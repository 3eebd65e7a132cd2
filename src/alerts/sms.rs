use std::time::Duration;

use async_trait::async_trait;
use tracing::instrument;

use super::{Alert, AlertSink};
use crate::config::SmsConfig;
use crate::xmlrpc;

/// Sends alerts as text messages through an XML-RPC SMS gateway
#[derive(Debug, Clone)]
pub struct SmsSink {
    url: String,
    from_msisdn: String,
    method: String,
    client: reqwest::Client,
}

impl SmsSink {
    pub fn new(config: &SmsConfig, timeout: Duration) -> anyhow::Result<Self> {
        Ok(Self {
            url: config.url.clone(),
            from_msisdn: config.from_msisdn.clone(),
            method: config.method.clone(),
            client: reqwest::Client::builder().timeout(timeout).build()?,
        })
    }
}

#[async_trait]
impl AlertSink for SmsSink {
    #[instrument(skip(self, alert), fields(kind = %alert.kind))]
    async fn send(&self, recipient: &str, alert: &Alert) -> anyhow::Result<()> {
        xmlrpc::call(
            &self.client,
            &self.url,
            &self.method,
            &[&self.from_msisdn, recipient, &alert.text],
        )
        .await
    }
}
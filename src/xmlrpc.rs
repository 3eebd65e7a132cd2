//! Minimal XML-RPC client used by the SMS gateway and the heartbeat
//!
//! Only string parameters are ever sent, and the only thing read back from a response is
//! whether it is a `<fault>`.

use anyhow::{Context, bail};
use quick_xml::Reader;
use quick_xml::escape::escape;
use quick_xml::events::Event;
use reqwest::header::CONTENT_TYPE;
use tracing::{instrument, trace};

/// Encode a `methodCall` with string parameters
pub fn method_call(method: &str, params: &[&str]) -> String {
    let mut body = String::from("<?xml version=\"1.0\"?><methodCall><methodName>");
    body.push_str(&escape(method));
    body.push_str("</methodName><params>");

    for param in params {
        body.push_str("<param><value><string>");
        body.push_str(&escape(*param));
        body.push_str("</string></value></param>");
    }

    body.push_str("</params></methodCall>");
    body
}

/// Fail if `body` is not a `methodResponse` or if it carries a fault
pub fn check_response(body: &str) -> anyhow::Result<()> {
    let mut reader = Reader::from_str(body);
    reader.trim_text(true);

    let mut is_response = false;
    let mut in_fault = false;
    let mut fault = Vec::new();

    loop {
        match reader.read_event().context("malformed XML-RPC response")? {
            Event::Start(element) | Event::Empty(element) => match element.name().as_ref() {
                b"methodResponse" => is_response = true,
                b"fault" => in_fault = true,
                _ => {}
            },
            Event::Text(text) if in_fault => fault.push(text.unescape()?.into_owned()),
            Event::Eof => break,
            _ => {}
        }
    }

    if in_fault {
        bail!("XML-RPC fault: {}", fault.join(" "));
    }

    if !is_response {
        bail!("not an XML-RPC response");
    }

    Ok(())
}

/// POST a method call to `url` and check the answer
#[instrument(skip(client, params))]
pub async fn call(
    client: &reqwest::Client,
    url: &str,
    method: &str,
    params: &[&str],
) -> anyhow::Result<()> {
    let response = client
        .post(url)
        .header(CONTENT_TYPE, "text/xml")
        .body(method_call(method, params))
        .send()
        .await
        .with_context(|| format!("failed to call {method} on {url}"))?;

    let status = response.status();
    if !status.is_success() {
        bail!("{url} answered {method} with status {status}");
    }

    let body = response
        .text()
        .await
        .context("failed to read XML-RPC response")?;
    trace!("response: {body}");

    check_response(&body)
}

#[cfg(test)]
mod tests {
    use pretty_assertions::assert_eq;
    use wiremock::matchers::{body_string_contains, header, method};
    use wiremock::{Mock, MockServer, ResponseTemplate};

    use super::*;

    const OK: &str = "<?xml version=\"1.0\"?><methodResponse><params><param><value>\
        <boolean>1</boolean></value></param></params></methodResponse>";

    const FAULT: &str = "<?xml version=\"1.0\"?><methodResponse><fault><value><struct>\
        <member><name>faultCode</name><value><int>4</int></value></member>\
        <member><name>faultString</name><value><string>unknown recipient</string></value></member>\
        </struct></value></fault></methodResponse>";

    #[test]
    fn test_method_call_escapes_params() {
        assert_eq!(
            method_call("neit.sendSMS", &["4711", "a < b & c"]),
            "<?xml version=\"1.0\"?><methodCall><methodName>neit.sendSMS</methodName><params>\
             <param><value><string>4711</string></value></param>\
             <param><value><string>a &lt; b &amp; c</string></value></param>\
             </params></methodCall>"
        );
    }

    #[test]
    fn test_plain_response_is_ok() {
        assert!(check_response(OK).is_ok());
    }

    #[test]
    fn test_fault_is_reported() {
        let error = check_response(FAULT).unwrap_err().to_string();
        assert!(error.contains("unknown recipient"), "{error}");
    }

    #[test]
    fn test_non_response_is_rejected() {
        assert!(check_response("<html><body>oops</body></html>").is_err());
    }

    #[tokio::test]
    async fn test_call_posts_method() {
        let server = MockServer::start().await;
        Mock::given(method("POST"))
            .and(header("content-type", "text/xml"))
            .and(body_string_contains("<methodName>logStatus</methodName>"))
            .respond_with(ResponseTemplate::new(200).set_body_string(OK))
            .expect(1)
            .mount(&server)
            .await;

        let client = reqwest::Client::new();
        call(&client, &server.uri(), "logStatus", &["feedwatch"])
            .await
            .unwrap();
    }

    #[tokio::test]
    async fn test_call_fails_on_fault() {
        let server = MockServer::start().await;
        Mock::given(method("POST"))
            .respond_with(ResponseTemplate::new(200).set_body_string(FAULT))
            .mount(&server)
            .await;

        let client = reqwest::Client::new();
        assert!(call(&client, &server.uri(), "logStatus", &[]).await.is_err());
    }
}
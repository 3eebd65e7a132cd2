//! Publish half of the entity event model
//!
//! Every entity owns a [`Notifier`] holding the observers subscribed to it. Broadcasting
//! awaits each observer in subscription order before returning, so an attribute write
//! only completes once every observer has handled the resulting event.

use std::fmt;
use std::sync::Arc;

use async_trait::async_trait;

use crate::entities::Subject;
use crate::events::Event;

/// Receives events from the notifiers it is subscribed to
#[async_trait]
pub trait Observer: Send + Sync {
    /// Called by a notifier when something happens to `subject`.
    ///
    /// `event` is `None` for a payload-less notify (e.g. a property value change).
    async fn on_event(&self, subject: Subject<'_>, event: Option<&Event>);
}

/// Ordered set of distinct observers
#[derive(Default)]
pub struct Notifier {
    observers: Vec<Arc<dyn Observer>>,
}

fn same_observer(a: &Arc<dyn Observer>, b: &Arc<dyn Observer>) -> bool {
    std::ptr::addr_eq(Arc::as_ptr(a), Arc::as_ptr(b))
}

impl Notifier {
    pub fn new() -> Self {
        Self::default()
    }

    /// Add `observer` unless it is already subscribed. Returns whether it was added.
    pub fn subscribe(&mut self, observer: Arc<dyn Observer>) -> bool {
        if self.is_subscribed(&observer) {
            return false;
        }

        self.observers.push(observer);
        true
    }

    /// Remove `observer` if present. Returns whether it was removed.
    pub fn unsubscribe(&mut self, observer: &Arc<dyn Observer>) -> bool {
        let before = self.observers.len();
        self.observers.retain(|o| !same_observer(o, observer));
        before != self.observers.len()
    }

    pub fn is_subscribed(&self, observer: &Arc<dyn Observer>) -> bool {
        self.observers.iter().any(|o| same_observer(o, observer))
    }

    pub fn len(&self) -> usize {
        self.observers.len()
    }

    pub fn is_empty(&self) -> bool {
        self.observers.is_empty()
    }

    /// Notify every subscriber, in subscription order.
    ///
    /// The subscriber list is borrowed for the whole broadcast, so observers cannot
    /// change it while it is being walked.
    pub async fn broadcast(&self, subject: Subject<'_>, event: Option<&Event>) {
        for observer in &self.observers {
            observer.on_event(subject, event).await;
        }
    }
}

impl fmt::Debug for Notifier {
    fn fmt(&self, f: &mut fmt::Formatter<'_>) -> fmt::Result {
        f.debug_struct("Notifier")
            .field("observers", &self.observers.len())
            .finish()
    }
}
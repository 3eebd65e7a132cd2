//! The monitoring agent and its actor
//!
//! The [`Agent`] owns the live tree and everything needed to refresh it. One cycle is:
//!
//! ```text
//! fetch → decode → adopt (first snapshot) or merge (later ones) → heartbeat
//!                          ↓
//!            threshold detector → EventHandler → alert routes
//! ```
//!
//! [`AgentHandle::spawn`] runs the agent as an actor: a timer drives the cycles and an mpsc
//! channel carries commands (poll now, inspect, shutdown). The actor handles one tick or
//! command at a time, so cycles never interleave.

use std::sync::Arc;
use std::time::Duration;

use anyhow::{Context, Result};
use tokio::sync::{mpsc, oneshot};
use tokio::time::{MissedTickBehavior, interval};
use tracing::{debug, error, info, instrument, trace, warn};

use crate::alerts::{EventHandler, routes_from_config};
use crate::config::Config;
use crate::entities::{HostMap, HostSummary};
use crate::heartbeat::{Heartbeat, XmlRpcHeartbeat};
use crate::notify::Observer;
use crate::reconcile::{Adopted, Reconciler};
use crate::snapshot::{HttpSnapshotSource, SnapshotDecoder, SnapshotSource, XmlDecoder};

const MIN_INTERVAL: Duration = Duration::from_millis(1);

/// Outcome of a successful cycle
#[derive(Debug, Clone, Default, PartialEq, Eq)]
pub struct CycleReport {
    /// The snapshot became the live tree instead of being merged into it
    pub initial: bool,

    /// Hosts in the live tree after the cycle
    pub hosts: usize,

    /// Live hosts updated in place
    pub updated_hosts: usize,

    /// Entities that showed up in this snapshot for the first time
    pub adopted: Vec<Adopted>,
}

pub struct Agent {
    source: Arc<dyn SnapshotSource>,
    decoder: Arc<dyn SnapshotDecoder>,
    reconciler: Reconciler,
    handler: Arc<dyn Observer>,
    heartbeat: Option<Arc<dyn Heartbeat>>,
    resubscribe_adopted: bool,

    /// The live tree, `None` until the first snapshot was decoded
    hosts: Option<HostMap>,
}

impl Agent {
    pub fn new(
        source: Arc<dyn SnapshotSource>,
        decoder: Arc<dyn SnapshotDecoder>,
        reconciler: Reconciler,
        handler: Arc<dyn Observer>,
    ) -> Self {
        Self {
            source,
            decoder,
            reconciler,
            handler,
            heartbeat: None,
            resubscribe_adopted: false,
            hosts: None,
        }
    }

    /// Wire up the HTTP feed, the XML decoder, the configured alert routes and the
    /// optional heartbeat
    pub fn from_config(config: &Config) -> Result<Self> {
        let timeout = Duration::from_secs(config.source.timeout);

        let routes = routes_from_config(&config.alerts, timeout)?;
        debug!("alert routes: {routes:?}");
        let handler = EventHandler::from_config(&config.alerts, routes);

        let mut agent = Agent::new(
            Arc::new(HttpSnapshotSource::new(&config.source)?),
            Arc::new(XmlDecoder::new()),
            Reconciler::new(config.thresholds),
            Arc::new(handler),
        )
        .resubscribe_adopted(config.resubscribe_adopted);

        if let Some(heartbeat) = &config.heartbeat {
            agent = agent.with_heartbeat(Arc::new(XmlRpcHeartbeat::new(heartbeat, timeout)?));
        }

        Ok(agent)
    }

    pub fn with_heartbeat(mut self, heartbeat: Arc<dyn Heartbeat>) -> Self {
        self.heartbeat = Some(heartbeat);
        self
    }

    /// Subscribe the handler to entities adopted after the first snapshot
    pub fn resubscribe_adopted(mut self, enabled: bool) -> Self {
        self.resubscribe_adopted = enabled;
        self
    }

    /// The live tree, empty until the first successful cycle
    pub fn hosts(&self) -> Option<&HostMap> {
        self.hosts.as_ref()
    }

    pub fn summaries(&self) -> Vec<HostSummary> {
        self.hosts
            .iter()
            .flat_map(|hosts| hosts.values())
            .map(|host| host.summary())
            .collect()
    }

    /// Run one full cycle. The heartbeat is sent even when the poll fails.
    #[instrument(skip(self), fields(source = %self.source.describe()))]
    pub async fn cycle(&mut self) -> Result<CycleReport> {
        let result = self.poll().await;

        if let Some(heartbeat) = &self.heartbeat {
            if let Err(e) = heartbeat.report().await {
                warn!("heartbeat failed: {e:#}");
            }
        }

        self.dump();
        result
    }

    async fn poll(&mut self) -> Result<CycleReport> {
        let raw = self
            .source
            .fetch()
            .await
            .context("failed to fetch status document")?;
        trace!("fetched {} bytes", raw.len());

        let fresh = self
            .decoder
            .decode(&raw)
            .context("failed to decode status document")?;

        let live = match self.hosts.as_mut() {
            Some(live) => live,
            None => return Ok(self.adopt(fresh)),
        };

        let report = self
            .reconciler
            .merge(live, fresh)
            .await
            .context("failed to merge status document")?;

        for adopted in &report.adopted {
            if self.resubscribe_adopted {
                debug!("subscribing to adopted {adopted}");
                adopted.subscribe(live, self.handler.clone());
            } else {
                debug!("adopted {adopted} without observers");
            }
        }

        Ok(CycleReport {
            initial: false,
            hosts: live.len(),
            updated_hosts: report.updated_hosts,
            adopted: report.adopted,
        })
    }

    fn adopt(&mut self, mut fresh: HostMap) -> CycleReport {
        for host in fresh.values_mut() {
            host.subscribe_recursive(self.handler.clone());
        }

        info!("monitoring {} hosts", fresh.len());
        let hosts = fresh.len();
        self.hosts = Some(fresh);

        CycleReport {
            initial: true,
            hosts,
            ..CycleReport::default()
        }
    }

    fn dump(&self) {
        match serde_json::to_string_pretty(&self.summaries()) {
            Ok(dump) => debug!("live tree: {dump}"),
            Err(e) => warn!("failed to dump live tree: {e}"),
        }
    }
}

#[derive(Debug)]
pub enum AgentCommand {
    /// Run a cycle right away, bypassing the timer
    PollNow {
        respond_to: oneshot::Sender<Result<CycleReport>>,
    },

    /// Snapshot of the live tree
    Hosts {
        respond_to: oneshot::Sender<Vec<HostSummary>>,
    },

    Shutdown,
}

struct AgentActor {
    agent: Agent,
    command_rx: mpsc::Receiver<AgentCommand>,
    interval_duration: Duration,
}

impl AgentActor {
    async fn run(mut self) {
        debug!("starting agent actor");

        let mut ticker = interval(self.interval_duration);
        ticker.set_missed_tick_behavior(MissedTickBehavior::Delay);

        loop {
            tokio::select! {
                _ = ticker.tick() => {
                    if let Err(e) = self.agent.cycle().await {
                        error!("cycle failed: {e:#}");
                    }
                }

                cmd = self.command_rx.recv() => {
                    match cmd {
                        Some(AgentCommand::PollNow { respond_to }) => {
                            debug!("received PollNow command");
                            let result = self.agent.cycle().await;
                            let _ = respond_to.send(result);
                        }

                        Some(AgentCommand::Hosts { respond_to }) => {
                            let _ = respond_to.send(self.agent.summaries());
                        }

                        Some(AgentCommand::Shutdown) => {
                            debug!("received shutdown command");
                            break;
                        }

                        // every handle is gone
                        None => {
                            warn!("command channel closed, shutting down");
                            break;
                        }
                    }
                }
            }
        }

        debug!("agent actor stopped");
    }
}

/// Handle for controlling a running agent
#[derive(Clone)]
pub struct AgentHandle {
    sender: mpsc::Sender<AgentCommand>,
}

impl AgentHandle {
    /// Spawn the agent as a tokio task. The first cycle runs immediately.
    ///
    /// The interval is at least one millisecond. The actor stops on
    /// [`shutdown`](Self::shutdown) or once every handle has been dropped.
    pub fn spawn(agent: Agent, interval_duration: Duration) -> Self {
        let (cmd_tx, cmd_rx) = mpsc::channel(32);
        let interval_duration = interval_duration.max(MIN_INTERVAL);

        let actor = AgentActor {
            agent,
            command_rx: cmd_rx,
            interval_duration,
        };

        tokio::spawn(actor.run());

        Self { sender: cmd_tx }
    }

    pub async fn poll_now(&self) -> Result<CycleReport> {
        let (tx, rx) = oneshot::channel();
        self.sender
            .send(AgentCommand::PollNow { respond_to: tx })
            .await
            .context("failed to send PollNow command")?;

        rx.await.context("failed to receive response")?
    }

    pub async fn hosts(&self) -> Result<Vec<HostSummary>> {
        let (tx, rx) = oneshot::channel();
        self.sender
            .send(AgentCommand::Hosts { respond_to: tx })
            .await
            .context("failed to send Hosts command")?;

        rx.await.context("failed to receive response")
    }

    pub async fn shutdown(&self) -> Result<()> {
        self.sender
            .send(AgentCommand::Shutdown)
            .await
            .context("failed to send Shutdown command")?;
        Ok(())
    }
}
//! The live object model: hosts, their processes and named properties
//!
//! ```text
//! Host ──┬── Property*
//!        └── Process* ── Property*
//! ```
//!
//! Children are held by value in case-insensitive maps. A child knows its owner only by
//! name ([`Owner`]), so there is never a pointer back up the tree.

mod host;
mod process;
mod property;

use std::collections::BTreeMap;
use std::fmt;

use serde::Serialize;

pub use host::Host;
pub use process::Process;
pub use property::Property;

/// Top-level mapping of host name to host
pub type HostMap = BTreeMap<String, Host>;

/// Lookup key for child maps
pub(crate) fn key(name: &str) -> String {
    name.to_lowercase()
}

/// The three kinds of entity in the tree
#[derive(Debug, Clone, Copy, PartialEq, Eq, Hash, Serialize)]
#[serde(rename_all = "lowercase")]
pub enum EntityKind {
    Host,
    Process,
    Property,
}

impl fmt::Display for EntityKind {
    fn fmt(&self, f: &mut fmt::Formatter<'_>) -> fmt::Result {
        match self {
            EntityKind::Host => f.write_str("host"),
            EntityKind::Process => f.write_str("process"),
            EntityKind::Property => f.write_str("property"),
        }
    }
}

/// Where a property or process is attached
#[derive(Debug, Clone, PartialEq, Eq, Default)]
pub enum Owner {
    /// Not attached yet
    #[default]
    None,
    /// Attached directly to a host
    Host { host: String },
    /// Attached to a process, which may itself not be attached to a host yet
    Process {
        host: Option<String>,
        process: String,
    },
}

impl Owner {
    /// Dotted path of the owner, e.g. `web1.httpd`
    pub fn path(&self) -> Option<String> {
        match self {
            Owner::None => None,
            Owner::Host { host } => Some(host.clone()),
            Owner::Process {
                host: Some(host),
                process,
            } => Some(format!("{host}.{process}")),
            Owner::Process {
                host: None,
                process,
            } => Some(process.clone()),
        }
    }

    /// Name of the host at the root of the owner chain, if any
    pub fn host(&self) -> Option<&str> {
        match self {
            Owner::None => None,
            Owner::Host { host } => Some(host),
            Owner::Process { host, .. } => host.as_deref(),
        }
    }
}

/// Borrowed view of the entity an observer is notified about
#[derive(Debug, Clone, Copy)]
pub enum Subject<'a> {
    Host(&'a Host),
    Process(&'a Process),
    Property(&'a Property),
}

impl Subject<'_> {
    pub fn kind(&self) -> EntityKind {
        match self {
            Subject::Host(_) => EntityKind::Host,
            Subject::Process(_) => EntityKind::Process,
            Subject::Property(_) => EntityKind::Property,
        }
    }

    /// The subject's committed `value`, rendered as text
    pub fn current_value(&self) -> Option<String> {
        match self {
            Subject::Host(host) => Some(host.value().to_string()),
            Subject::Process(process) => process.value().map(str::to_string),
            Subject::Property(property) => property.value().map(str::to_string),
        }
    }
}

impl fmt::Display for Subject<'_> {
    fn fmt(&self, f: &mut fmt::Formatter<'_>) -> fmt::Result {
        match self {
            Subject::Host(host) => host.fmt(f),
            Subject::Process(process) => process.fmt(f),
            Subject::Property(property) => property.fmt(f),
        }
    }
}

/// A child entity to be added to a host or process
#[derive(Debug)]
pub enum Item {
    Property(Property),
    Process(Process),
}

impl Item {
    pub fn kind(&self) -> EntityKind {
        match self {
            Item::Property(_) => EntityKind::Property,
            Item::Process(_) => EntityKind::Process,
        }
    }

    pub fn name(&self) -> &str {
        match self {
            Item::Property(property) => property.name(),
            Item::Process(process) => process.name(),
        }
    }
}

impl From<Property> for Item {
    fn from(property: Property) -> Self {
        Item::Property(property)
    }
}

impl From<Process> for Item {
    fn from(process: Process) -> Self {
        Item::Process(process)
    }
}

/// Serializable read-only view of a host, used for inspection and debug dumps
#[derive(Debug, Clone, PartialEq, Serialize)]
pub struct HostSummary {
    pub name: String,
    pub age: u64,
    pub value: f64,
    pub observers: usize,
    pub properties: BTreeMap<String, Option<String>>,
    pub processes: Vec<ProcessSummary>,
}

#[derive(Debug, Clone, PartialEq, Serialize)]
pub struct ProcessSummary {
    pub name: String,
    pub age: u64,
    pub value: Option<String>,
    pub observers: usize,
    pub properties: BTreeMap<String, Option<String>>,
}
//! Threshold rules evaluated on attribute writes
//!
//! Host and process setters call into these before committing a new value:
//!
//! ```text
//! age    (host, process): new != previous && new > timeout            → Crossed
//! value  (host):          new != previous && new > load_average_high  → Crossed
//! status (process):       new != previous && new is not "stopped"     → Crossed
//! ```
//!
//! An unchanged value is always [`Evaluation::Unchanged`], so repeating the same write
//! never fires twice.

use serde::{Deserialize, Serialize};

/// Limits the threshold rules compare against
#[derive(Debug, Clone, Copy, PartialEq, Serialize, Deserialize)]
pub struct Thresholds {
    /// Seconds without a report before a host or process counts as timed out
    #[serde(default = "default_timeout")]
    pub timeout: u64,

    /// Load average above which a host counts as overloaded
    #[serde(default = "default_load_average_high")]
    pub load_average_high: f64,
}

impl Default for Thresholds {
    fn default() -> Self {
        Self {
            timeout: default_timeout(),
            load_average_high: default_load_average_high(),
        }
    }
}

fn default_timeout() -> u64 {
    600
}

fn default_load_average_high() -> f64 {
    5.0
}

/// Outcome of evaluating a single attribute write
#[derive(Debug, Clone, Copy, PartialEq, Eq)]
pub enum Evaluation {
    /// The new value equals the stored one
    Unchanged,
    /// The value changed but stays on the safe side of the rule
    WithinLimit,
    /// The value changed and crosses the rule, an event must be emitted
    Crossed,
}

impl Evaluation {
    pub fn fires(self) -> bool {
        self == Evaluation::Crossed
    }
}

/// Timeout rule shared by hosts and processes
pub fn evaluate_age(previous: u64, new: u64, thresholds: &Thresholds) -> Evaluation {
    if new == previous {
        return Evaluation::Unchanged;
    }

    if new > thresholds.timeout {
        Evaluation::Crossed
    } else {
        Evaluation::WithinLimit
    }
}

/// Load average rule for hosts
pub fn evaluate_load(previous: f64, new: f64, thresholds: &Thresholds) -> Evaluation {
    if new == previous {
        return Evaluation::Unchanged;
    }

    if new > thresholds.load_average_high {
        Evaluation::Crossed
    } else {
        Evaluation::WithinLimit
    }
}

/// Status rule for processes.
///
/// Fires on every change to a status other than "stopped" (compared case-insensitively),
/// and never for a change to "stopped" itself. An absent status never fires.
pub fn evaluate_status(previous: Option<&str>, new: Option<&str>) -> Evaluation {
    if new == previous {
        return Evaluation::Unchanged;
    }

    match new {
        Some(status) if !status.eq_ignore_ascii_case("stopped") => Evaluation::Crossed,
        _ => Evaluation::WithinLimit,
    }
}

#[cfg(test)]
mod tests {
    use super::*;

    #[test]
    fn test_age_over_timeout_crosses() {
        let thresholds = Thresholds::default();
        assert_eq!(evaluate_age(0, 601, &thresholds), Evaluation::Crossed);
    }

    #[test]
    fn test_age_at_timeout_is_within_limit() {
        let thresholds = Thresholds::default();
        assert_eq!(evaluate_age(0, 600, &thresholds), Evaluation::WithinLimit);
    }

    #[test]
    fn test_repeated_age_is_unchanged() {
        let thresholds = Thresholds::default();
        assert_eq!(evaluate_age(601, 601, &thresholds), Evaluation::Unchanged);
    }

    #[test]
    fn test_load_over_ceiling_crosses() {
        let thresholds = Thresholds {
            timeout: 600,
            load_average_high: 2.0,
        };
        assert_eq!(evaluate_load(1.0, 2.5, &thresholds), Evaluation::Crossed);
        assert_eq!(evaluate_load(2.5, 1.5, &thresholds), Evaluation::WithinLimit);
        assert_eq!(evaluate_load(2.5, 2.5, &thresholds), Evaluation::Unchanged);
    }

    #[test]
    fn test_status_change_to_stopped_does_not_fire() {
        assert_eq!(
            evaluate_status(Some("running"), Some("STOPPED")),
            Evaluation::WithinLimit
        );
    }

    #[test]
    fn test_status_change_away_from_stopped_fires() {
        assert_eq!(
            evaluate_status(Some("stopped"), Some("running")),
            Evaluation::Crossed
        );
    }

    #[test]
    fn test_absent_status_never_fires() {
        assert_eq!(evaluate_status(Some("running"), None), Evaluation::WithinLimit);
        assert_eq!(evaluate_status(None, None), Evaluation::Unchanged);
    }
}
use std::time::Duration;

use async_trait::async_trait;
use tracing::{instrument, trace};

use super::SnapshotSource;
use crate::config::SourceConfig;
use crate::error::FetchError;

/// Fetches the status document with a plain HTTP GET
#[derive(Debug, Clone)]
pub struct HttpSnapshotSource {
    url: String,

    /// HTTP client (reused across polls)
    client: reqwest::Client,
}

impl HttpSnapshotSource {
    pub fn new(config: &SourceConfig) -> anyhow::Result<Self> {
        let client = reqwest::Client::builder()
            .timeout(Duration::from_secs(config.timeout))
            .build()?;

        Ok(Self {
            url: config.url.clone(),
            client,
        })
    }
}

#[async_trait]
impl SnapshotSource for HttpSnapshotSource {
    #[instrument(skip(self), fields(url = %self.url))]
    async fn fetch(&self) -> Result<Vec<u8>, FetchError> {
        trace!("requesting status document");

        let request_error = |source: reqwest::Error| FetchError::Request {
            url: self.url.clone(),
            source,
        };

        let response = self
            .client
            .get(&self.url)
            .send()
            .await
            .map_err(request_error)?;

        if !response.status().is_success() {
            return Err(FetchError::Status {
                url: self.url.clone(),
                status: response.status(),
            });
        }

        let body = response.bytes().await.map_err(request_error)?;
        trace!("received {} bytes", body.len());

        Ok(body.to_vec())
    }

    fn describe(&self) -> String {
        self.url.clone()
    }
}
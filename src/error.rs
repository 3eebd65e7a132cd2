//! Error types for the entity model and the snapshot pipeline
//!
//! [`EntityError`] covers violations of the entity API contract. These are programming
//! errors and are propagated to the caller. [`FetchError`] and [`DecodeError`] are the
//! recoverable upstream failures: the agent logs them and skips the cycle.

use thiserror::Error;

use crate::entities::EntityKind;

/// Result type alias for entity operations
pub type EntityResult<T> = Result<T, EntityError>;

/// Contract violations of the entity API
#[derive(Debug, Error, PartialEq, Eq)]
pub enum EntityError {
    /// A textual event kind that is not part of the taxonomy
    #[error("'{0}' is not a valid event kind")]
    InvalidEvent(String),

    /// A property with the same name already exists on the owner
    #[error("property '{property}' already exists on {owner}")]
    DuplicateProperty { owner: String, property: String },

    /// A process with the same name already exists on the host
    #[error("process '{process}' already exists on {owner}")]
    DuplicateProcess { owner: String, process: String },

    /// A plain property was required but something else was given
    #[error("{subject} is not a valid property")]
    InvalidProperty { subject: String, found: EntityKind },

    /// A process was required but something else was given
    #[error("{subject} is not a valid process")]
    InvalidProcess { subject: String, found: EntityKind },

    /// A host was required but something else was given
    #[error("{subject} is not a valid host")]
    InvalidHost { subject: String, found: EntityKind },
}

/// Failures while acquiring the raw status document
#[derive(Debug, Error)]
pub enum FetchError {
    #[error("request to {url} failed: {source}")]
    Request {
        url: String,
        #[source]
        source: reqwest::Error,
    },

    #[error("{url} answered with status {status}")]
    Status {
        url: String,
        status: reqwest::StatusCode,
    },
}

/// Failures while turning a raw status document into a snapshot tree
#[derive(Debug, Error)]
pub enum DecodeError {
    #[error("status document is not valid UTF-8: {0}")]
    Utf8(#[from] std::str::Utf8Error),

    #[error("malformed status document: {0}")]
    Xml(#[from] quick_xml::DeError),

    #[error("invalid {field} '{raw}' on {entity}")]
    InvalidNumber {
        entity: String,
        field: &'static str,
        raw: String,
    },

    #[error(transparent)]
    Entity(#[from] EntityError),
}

····················

**TASK DETAILS:**
The word "ResponseTemplate" appears on some lines of the data above; say how many such lines there are, with nothing else.

**ANSWER BOX:**
3